The Dreary Midpoint: Where Faith Fails at Half-Height
Nehemiah's wall reached halfway—a critical juncture where the builders' courage collapsed. Maclaren seizes on this universal truth: "Half-way is just the critical time in all protracted work. The fervour of beginning has passed; the animation from seeing the end at hand has not sprung up." The initial fervent energy of commencement has evaporated, yet the completion remains distant and invisible.
The workers acknowledged undeniable facts—strength exhausted, much dust (rubbish) remaining—yet drew a false inference: "We cannot build the wall." But Maclaren's rebuke cuts sharply: they had already built half. Why could the second half not be accomplished by the same hands that raised the first? Their error lay not in recognizing difficulty but in allowing difficulty to become dissuasive.

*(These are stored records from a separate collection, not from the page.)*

//! Fixed-window rate limiting keyed by (user, service).
//!
//! A window of `window_sec` seconds is aligned to the epoch
//! (`floor(now / window) * window`). Each key keeps the start of the window it
//! last counted in; a different start resets the count. Bursts of up to
//! `2 * max` across a window boundary are accepted.

use dashmap::DashMap;
use std::time::{SystemTime, UNIX_EPOCH};

/// Counter key: one bucket per user per service.
#[derive(Debug, Clone, PartialEq, Eq, Hash)]
pub struct RateLimitKey {
    pub user_id: String,
    pub service_id: String,
}

impl RateLimitKey {
    pub fn new(user_id: impl Into<String>, service_id: impl Into<String>) -> Self {
        Self {
            user_id: user_id.into(),
            service_id: service_id.into(),
        }
    }
}

/// Result of counting one request.
#[derive(Debug, Clone, Copy, PartialEq, Eq)]
pub struct RateLimitDecision {
    pub allowed: bool,
    pub limit: u32,
    pub remaining: u32,
    /// Epoch milliseconds at which the current window ends.
    pub reset_at_ms: u64,
}

impl RateLimitDecision {
    /// Whole seconds until the window resets, never less than 1.
    pub fn retry_after_secs(&self, now_ms: u64) -> u64 {
        let wait_ms = self.reset_at_ms.saturating_sub(now_ms);
        wait_ms.div_ceil(1000).max(1)
    }
}

#[derive(Debug)]
struct WindowCounter {
    window_start_ms: u64,
    count: u64,
}

/// Process-local counters. Not persisted; a restart forgets all windows.
#[derive(Debug, Default)]
pub struct RateLimiter {
    counters: DashMap<RateLimitKey, WindowCounter>,
}

impl RateLimiter {
    pub fn new() -> Self {
        Self::default()
    }

    /// Count one request for `key` against `max` per `window_sec`.
    pub fn check(&self, key: &RateLimitKey, window_sec: u32, max: u32) -> RateLimitDecision {
        self.check_at(key, window_sec, max, now_ms())
    }

    /// Same as [`check`](Self::check) at an explicit time.
    pub fn check_at(
        &self,
        key: &RateLimitKey,
        window_sec: u32,
        max: u32,
        now_ms: u64,
    ) -> RateLimitDecision {
        let window_ms = u64::from(window_sec.max(1)) * 1000;
        let window_start_ms = (now_ms / window_ms) * window_ms;

        // The RefMut holds the shard write lock until the end of this scope,
        // so reset + increment is atomic per key.
        let mut counter = match self.counters.get_mut(key) {
            Some(counter) => counter,
            None => self.counters.entry(key.clone()).or_insert(WindowCounter {
                window_start_ms,
                count: 0,
            }),
        };
        if counter.window_start_ms != window_start_ms {
            counter.window_start_ms = window_start_ms;
            counter.count = 0;
        }
        counter.count += 1;
        let count = counter.count;
        drop(counter);

        let max_count = u64::from(max);
        RateLimitDecision {
            allowed: count <= max_count,
            limit: max,
            remaining: max_count.saturating_sub(count) as u32,
            reset_at_ms: window_start_ms + window_ms,
        }
    }

    /// Number of keys with a live counter.
    pub fn tracked_keys(&self) -> usize {
        self.counters.len()
    }
}

/// Current time as epoch milliseconds.
pub fn now_ms() -> u64 {
    SystemTime::now()
        .duration_since(UNIX_EPOCH)
        .unwrap_or_default()
        .as_millis() as u64
}
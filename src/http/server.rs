//! HTTP server setup and configuration.
//!
//! # Responsibilities
//! - Create the Axum Router with the gate as the only handler
//! - Wire up middleware (request ID, tracing)
//! - Start the registry refresh task
//! - Bind server to listener and drain the audit queue on shutdown

use axum::{body::Body, http::Request, routing::any, Router};
use std::net::SocketAddr;
use std::sync::Arc;
use std::time::Duration;
use tokio::net::TcpListener;
use tokio::sync::broadcast;
use tokio::task::JoinHandle;
use tower::ServiceBuilder;
use tower_http::trace::TraceLayer;

use crate::config::GatewayConfig;
use crate::http::forward::RequestForwarder;
use crate::http::gate::{gate_handler, GateSettings, GatewayState};
use crate::http::request::{propagate_request_id_layer, request_id, set_request_id_layer};
use crate::observability::AuditSink;
use crate::routing::{ServiceRegistry, ServiceSource};
use crate::security::RateLimiter;
use crate::session::SessionResolver;
use crate::store::Store;

/// Upper bound on waiting for queued access log entries at shutdown.
const AUDIT_DRAIN_TIMEOUT: Duration = Duration::from_secs(5);

/// Pluggable collaborators of the gateway.
#[derive(Clone)]
pub struct GatewayDeps {
    pub store: Arc<dyn Store>,
    pub sessions: Arc<dyn SessionResolver>,
}

/// HTTP server for the gateway.
pub struct GatewayServer {
    state: GatewayState,
    audit_worker: JoinHandle<()>,
}

impl GatewayServer {
    /// Create the server and start its audit worker.
    ///
    /// Must be called from within a tokio runtime.
    pub fn new(config: &GatewayConfig, deps: GatewayDeps) -> Self {
        let registry = Arc::new(ServiceRegistry::new(
            deps.store.clone(),
            ServiceSource::from_config(&config.services),
            config.services.refresh_interval_secs,
        ));
        let forwarder = RequestForwarder::new(
            Duration::from_secs(config.timeouts.connect_secs),
            Duration::from_secs(config.timeouts.upstream_secs),
        );
        let (audit, audit_worker) = AuditSink::spawn(deps.store.clone(), config.audit.queue_capacity);

        let state = GatewayState {
            registry,
            store: deps.store,
            sessions: deps.sessions,
            limiter: Arc::new(RateLimiter::new()),
            forwarder,
            audit,
            settings: Arc::new(GateSettings {
                login_url: config.auth.login_url.clone(),
                frontend_upstream: config.frontend.upstream.clone(),
                rate_limit_enabled: config.rate_limit.enabled,
            }),
        };

        Self { state, audit_worker }
    }

    pub fn state(&self) -> &GatewayState {
        &self.state
    }

    pub fn registry(&self) -> Arc<ServiceRegistry> {
        self.state.registry.clone()
    }

    /// The gateway router with all middleware layers.
    pub fn router(&self) -> Router {
        build_router(self.state.clone())
    }

    /// Serve until `shutdown` fires, then drain the audit queue.
    pub async fn run(
        self,
        listener: TcpListener,
        mut shutdown: broadcast::Receiver<()>,
    ) -> Result<(), std::io::Error> {
        let addr = listener.local_addr()?;
        tracing::info!(address = %addr, "Gateway server starting");

        let registry = self.state.registry.clone();
        if let Err(e) = registry.invalidate().await {
            tracing::error!(error = %e, "Initial service reconciliation failed");
        }
        tokio::spawn(registry.run_refresh(shutdown.resubscribe()));

        let app = build_router(self.state.clone()).into_make_service_with_connect_info::<SocketAddr>();
        axum::serve(listener, app)
            .with_graceful_shutdown(async move {
                let _ = shutdown.recv().await;
                tracing::info!("Gateway server received shutdown signal");
            })
            .await?;

        // The sink closes once the last state clone is gone.
        let Self { state, audit_worker } = self;
        drop(state);
        match tokio::time::timeout(AUDIT_DRAIN_TIMEOUT, audit_worker).await {
            Ok(_) => tracing::debug!("Audit queue drained"),
            Err(_) => tracing::warn!("Timed out draining audit queue"),
        }

        tracing::info!("Gateway server stopped");
        Ok(())
    }
}

fn build_router(state: GatewayState) -> Router {
    Router::new()
        .route("/", any(gate_handler))
        .route("/{*path}", any(gate_handler))
        .with_state(state)
        .layer(
            ServiceBuilder::new()
                .layer(set_request_id_layer())
                .layer(TraceLayer::new_for_http().make_span_with(|request: &Request<Body>| {
                    tracing::info_span!(
                        "request",
                        request_id = %request_id(request.headers()),
                        method = %request.method(),
                        uri = %request.uri(),
                    )
                }))
                .layer(propagate_request_id_layer()),
        )
}
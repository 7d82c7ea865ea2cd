//! Upstream forwarding.
//!
//! # Responsibilities
//! - Point the inbound request at the service's upstream origin
//! - Apply the forward header rules
//! - Stream the body both ways and pass the upstream response through
//!
//! # Design Decisions
//! - One pooled hyper client shared by all requests, speaking plain
//!   HTTP or TLS depending on the upstream scheme
//! - Redirects are returned to the client, never followed
//! - The upstream timeout covers time to response headers only; bodies
//!   stream for as long as the client keeps reading
//! - Dropping the returned future cancels the upstream request

use axum::body::Body;
use axum::http::header::InvalidHeaderValue;
use axum::http::uri::{Authority, PathAndQuery, Scheme};
use axum::http::{Request, Response, Uri, Version};
use hyper_rustls::{HttpsConnector, HttpsConnectorBuilder};
use hyper_util::client::legacy::{connect::HttpConnector, Client};
use hyper_util::rt::TokioExecutor;
use std::time::Duration;
use thiserror::Error;
use url::Url;

use crate::security::headers::{rewrite_forward_headers, ForwardIdentity};

#[derive(Debug, Error)]
pub enum UpstreamError {
    #[error("invalid upstream URL '{0}'")]
    InvalidUpstream(String),

    #[error("request header cannot be forwarded: {0}")]
    InvalidHeader(#[from] InvalidHeaderValue),

    #[error("upstream did not respond within {0:?}")]
    Timeout(Duration),

    #[error("upstream request failed: {0}")]
    Transport(#[from] hyper_util::client::legacy::Error),
}

impl UpstreamError {
    /// Short label for metrics.
    pub fn kind(&self) -> &'static str {
        match self {
            UpstreamError::InvalidUpstream(_) => "invalid_upstream",
            UpstreamError::InvalidHeader(_) => "invalid_header",
            UpstreamError::Timeout(_) => "timeout",
            UpstreamError::Transport(_) => "transport",
        }
    }
}

/// Identity attached to a forwarded request. Reserved-path traffic carries
/// none.
#[derive(Debug, Clone, Copy)]
pub struct ForwardAs<'a> {
    pub host: &'a str,
    pub user_id: &'a str,
    pub service_id: &'a str,
}

/// Connector for `http://` and `https://` origins, verifying TLS against the
/// webpki root set.
pub(crate) fn upstream_connector(connect_timeout: Duration) -> HttpsConnector<HttpConnector> {
    let mut http = HttpConnector::new();
    http.set_connect_timeout(Some(connect_timeout));
    http.set_nodelay(true);
    http.enforce_http(false);

    HttpsConnectorBuilder::new()
        .with_webpki_roots()
        .https_or_http()
        .enable_http1()
        .wrap_connector(http)
}

#[derive(Clone)]
pub struct RequestForwarder {
    client: Client<HttpsConnector<HttpConnector>, Body>,
    upstream_timeout: Duration,
}

impl RequestForwarder {
    pub fn new(connect_timeout: Duration, upstream_timeout: Duration) -> Self {
        let client = Client::builder(TokioExecutor::new()).build(upstream_connector(connect_timeout));
        Self {
            client,
            upstream_timeout,
        }
    }

    /// Forward a gated request with the gateway identity headers.
    pub async fn forward(
        &self,
        request: Request<Body>,
        upstream: &str,
        identity: ForwardAs<'_>,
    ) -> Result<Response<Body>, UpstreamError> {
        let (mut parts, body) = request.into_parts();
        let origin = UpstreamOrigin::parse(upstream)?;
        let path_and_query = original_path_and_query(&parts.uri);

        rewrite_forward_headers(
            &mut parts.headers,
            &ForwardIdentity {
                host: identity.host,
                proto: origin.scheme.as_str(),
                uri: path_and_query.as_str(),
                user_id: identity.user_id,
                service_id: identity.service_id,
            },
        )?;

        parts.uri = origin.target(path_and_query)?;
        self.send(Request::from_parts(parts, body)).await
    }

    /// Forward without identity headers, only re-targeting the request.
    pub async fn forward_raw(
        &self,
        request: Request<Body>,
        upstream: &str,
    ) -> Result<Response<Body>, UpstreamError> {
        let (mut parts, body) = request.into_parts();
        let origin = UpstreamOrigin::parse(upstream)?;
        parts.headers.remove(axum::http::header::HOST);
        parts.uri = origin.target(original_path_and_query(&parts.uri))?;
        self.send(Request::from_parts(parts, body)).await
    }

    async fn send(&self, mut request: Request<Body>) -> Result<Response<Body>, UpstreamError> {
        // The pooled client speaks HTTP/1.1 to upstreams whatever the
        // inbound version was.
        *request.version_mut() = Version::HTTP_11;

        let response = tokio::time::timeout(self.upstream_timeout, self.client.request(request))
            .await
            .map_err(|_| UpstreamError::Timeout(self.upstream_timeout))??;

        let (parts, body) = response.into_parts();
        Ok(Response::from_parts(parts, Body::new(body)))
    }
}

struct UpstreamOrigin {
    scheme: Scheme,
    authority: Authority,
}

impl UpstreamOrigin {
    fn parse(upstream: &str) -> Result<Self, UpstreamError> {
        let invalid = || UpstreamError::InvalidUpstream(upstream.to_string());

        let url = Url::parse(upstream).map_err(|_| invalid())?;
        let scheme = match url.scheme() {
            "http" => Scheme::HTTP,
            "https" => Scheme::HTTPS,
            _ => return Err(invalid()),
        };
        let host = url.host_str().ok_or_else(invalid)?;
        let authority = match url.port() {
            Some(port) => format!("{host}:{port}"),
            None => host.to_string(),
        };

        Ok(Self {
            scheme,
            authority: authority.parse().map_err(|_| invalid())?,
        })
    }

    fn target(&self, path_and_query: PathAndQuery) -> Result<Uri, UpstreamError> {
        Uri::builder()
            .scheme(self.scheme.clone())
            .authority(self.authority.clone())
            .path_and_query(path_and_query)
            .build()
            .map_err(|_| UpstreamError::InvalidUpstream(self.authority.to_string()))
    }
}

fn original_path_and_query(uri: &Uri) -> PathAndQuery {
    uri.path_and_query()
        .cloned()
        .unwrap_or_else(|| PathAndQuery::from_static("/"))
}

#[cfg(test)]
mod tests {
    use super::*;

    #[test]
    fn test_upstream_origin_keeps_only_scheme_and_authority() {
        let origin = UpstreamOrigin::parse("http://127.0.0.1:9000/ignored/base").unwrap();
        let uri = origin
            .target(PathAndQuery::from_static("/a%20b/c?x=1&y=%2F"))
            .unwrap();
        assert_eq!(uri.to_string(), "http://127.0.0.1:9000/a%20b/c?x=1&y=%2F");
    }

    #[test]
    fn test_upstream_origin_ipv6_and_default_port() {
        let origin = UpstreamOrigin::parse("http://[::1]:8080").unwrap();
        assert_eq!(origin.authority.as_str(), "[::1]:8080");

        let origin = UpstreamOrigin::parse("http://svc.internal").unwrap();
        assert_eq!(origin.authority.as_str(), "svc.internal");
    }

    #[test]
    fn test_https_upstream_keeps_scheme() {
        let origin = UpstreamOrigin::parse("https://svc.internal:8443").unwrap();
        assert_eq!(origin.scheme.as_str(), "https");
        let uri = origin.target(PathAndQuery::from_static("/x?y=1")).unwrap();
        assert_eq!(uri.to_string(), "https://svc.internal:8443/x?y=1");

        let origin = UpstreamOrigin::parse("https://svc.internal").unwrap();
        assert_eq!(origin.authority.as_str(), "svc.internal");
    }

    #[test]
    fn test_rejects_unsupported_upstreams() {
        assert!(matches!(
            UpstreamOrigin::parse("ftp://svc.internal"),
            Err(UpstreamError::InvalidUpstream(_))
        ));
        assert!(UpstreamOrigin::parse("not a url").is_err());
    }

    #[test]
    fn test_missing_path_defaults_to_root() {
        let uri: Uri = "http://svc.example.com".parse().unwrap();
        assert_eq!(original_path_and_query(&uri).as_str(), "/");
    }
}
//! Configuration management subsystem.
//!
//! # Data Flow
//! ```text
//! config file (TOML)
//!     → loader.rs (parse & deserialize)
//!     → validation.rs (semantic checks)
//!     → GatewayConfig (validated, immutable)
//!     → shared by value/Arc to all subsystems
//!
//! Services file (when services.source = "file"):
//!     watcher.rs detects change
//!     → ServiceRegistry::invalidate (reconcile + snapshot swap)
//! ```
//!
//! # Design Decisions
//! - Config is immutable once loaded; the service mapping is the only
//!   hot-reloaded input
//! - All fields have defaults to allow minimal configs
//! - Validation separates syntactic (serde) from semantic checks

pub mod loader;
pub mod schema;
pub mod validation;
pub mod watcher;

pub use loader::{load_config, ConfigError};
pub use schema::{
    AdminConfig, AuditConfig, AuthConfig, FrontendConfig, GatewayConfig, HostEntry,
    ListenerConfig, LogFormat, ObservabilityConfig, RateLimitConfig, ServicesConfig,
    SourceKind, StoreConfig, TimeoutConfig,
};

This is the Christian's perpetual struggle. Maclaren isolates the true duty: "It is a great piece of Christian duty to recognise difficulties, and not be cowed by them." The honest acknowledgment of obstacles differs radically from surrender to them. The correct inference from exhaustion and rubbish should be: "We must put all our strength into the work, and trust in our Elohim to help us."
The determining question becomes neither circumstance nor feeling but vocation: "Has Elohim appointed the work? If so, it has to be done, however little our strength, and however mountainous the accumulations of rubbish." The halfway point reveals not whether the work is possible, but whether the workers possess the stubborn persistence of faith. This is where saints are distinguished from the merely enthusiastic.